• _WHAT IS BEING ASKED_
Tell how many lines contain the string "tracing" in the material underneath; the reply is that number and no more.

• _RECORDED DATA_
:::::

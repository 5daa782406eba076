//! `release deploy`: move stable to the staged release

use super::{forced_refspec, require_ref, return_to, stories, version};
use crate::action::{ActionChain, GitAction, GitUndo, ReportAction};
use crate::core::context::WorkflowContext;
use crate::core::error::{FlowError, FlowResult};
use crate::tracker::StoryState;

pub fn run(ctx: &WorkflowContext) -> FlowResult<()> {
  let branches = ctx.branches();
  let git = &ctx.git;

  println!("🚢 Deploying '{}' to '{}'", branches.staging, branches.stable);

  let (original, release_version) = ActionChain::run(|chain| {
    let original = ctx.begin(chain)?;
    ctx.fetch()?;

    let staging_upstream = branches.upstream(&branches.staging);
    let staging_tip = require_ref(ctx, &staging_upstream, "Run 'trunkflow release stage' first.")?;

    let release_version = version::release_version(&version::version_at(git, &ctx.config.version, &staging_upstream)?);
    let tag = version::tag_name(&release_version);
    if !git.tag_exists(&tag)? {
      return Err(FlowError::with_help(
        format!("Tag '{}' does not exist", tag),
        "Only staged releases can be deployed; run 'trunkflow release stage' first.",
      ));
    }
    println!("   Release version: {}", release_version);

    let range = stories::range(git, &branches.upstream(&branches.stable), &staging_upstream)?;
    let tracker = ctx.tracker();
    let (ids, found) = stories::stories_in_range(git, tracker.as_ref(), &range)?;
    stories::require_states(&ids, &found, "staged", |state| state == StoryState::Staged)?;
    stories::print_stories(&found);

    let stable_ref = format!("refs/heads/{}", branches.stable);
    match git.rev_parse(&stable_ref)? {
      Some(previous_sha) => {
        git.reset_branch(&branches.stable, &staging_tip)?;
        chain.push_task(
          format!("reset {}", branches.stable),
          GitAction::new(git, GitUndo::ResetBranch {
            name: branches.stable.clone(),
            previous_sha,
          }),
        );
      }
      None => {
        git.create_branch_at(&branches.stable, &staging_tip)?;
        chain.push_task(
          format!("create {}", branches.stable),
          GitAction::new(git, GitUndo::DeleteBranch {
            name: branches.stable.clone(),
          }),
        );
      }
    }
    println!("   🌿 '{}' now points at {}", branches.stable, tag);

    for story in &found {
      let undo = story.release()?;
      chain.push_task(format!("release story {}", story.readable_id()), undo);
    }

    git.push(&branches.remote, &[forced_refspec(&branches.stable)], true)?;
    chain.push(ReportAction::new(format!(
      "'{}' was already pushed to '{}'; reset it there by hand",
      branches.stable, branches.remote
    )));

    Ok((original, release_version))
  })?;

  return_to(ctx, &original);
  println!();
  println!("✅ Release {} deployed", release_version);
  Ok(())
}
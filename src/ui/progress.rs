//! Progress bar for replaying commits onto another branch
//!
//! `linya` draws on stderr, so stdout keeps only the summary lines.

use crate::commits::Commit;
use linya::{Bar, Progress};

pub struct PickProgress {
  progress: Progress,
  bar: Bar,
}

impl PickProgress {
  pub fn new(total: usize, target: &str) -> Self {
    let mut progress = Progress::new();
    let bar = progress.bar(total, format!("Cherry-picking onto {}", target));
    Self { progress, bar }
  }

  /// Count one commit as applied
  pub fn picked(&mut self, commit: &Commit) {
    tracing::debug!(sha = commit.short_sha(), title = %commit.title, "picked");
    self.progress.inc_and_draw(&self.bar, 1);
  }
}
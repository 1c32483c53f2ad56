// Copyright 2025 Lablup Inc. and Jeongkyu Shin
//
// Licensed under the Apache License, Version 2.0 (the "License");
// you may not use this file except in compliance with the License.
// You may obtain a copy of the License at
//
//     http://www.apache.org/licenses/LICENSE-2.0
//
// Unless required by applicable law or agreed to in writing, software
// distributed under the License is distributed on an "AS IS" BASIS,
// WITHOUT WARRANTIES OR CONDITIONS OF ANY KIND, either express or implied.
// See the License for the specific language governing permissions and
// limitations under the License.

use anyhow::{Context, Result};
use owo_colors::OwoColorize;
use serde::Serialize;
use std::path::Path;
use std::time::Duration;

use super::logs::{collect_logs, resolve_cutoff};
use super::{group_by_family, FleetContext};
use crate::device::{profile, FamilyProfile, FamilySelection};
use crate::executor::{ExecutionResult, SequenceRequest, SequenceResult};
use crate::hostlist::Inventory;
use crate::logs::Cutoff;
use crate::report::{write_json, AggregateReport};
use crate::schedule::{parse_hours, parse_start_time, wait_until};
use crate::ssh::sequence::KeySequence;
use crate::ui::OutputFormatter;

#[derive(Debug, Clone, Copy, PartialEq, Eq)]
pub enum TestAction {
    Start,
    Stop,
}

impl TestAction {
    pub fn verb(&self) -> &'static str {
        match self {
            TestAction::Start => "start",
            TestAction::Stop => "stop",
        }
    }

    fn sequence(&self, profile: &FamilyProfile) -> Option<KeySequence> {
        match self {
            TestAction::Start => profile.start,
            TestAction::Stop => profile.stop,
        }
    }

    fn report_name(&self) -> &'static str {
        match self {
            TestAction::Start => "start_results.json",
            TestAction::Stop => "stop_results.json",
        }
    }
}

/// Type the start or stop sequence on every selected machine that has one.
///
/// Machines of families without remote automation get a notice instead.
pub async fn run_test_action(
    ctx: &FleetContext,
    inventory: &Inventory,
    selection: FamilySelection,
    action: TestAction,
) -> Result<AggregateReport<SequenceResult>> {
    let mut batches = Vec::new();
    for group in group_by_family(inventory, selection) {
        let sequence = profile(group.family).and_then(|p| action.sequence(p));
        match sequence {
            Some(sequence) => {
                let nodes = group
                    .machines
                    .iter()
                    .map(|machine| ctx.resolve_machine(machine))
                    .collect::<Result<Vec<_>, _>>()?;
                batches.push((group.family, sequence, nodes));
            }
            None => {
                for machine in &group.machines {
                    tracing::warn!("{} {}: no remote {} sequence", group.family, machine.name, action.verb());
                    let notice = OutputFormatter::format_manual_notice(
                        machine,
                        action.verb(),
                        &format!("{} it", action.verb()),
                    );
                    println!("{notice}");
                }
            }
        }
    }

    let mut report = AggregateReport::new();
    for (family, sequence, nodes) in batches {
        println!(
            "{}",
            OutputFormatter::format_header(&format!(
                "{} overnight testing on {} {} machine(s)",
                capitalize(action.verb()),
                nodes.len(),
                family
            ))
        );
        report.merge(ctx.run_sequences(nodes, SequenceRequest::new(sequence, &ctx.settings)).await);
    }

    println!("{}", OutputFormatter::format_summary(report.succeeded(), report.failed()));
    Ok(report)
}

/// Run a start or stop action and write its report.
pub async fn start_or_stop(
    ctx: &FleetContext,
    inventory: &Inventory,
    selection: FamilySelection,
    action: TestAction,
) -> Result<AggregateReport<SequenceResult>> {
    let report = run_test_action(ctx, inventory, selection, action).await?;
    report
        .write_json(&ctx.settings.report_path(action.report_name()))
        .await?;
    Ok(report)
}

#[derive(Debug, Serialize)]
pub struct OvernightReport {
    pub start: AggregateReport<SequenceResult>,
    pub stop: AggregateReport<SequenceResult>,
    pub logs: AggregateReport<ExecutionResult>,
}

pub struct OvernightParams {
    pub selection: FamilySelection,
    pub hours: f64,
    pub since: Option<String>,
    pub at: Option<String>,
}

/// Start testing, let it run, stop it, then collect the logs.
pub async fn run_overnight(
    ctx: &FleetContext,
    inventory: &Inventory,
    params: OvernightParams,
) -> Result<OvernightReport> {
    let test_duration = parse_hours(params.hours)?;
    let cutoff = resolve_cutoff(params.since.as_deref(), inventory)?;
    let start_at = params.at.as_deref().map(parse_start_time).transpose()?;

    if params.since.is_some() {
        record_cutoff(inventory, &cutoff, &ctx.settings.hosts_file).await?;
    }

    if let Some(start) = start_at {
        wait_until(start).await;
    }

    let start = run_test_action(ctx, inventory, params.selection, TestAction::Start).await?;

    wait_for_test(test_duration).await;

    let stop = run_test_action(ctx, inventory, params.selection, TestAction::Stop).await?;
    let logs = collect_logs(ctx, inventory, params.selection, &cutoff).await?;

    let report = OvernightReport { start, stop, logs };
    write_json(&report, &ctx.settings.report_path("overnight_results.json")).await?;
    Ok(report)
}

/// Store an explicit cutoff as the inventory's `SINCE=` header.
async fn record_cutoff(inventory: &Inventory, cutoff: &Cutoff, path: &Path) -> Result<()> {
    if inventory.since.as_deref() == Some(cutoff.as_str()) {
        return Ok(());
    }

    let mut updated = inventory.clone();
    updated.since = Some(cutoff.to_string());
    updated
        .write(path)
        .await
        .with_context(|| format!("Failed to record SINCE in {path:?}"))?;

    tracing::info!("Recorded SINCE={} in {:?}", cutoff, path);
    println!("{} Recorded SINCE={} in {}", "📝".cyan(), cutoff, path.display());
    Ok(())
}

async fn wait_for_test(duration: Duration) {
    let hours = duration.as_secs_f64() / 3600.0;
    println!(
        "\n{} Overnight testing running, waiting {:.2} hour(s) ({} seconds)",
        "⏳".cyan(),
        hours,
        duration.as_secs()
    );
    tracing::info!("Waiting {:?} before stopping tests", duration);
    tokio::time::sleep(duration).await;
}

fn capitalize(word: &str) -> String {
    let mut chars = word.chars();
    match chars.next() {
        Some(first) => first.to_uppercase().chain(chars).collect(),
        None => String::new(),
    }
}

:::::

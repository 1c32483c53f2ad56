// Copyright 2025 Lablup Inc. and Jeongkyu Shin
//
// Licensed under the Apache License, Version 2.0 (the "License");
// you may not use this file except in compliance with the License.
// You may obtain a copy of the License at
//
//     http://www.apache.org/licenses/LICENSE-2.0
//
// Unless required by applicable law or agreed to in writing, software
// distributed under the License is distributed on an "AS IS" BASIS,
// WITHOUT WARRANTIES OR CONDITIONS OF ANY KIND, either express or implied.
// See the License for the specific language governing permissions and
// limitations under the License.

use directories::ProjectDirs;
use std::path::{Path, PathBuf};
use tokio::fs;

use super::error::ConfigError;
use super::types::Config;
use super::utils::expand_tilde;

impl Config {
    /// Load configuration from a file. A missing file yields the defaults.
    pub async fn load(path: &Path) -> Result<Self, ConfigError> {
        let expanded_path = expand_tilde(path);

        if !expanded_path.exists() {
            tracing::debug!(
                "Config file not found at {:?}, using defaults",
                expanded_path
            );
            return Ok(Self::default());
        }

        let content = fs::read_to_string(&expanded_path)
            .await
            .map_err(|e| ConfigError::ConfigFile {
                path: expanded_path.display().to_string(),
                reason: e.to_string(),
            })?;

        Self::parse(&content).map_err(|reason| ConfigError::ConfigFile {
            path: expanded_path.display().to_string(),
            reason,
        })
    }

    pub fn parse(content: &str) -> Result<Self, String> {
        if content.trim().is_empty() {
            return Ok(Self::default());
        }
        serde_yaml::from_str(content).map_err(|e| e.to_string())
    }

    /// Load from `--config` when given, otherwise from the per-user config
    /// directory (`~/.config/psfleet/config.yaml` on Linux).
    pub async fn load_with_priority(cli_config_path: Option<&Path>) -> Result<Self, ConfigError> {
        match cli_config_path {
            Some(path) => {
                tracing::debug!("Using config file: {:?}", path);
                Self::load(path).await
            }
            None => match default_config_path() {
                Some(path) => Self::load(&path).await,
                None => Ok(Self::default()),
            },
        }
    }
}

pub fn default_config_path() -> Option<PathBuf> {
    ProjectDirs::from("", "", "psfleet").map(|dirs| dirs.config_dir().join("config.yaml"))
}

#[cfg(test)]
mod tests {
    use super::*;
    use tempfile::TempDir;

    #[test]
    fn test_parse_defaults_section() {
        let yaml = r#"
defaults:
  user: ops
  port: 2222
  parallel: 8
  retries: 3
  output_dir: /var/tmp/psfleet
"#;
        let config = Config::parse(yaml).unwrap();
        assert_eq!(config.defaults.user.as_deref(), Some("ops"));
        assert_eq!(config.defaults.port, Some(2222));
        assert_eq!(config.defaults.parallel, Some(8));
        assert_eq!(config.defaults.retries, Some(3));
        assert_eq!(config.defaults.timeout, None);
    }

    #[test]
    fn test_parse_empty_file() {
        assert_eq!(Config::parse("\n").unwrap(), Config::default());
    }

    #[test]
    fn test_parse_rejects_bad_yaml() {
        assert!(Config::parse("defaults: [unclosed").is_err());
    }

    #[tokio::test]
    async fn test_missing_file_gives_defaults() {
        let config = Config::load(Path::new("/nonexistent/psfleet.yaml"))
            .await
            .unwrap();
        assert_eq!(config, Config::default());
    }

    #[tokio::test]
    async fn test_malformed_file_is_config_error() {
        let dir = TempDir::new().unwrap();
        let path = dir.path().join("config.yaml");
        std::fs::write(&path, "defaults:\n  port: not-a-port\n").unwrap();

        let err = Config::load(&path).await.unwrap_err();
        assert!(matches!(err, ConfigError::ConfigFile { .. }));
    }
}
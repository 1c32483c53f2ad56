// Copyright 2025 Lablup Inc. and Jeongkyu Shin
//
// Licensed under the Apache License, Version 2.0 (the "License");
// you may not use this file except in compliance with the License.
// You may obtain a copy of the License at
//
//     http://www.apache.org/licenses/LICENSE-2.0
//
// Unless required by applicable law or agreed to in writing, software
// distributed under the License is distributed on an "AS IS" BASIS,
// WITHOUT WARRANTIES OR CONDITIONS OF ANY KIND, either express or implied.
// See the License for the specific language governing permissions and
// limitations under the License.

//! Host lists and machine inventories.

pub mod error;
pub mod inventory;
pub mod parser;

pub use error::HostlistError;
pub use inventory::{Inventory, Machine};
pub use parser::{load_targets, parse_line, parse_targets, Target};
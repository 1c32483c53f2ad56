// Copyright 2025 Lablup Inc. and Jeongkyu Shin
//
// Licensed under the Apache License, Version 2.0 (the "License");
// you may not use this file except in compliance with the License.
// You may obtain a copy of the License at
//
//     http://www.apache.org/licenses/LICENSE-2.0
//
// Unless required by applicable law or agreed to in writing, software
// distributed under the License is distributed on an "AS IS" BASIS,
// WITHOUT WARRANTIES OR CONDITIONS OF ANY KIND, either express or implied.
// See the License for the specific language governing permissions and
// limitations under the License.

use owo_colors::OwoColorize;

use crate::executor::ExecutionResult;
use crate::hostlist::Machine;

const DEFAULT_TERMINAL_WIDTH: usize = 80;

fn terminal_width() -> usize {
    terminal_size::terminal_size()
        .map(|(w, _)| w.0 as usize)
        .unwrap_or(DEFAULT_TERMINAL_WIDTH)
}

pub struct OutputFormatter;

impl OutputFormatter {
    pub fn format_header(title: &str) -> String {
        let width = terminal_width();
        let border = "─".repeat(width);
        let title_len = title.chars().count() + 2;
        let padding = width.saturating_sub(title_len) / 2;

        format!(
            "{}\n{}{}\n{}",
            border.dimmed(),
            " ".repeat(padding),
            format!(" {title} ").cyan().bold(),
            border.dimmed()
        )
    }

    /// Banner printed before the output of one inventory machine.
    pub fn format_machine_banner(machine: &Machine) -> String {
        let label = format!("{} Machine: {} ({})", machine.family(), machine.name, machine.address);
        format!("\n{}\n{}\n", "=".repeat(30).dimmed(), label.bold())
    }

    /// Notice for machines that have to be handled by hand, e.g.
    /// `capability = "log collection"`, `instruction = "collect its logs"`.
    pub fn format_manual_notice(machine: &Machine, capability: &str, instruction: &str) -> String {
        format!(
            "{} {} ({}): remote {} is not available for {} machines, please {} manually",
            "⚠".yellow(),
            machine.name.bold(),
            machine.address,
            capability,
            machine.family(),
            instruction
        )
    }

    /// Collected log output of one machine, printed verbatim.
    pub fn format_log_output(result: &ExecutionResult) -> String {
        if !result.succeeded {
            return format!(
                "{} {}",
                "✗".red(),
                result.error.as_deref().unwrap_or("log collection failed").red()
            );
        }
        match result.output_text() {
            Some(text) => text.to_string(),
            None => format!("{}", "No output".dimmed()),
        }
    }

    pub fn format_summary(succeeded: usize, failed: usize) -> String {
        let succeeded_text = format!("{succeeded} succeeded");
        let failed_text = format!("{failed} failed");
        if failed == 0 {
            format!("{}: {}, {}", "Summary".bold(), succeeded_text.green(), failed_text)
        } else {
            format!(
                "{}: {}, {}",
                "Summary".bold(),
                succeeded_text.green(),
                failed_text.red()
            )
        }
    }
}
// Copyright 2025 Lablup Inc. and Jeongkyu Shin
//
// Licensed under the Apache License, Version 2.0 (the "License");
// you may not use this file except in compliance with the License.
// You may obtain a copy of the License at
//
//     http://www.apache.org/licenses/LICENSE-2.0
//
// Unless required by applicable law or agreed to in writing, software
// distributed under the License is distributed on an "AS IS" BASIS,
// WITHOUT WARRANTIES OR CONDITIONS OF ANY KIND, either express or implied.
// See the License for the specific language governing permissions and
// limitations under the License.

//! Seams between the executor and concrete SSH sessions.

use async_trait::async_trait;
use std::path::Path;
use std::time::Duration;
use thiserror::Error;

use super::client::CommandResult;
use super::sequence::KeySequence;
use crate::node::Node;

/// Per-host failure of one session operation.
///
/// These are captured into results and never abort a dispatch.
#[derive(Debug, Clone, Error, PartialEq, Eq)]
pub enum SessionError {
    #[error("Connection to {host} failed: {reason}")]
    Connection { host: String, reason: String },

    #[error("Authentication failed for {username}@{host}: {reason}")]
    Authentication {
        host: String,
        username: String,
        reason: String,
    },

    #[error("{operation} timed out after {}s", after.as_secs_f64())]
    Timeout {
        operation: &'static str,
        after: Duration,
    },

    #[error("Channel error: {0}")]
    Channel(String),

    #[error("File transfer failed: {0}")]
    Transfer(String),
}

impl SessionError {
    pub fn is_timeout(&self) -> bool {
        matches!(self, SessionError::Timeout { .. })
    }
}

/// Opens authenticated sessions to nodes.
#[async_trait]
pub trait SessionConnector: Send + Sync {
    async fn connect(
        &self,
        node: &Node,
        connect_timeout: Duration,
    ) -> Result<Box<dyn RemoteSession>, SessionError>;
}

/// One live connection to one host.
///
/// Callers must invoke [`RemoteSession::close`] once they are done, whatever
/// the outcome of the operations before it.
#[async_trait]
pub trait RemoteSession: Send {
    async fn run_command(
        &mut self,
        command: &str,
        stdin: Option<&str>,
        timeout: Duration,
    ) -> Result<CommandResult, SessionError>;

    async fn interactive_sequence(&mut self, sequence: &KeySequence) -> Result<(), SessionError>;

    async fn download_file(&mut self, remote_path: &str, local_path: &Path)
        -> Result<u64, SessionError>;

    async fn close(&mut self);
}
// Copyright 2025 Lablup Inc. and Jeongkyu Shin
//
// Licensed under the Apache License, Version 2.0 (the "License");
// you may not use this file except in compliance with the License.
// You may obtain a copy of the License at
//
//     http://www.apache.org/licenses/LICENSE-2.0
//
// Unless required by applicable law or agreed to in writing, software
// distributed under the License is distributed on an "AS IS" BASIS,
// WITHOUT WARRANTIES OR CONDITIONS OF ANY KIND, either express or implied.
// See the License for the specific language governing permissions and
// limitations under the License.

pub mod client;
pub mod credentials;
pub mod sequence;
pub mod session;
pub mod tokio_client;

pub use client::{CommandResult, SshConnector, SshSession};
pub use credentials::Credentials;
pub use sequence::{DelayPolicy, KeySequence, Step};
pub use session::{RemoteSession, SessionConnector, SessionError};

:::::

• _SOLUTION_
6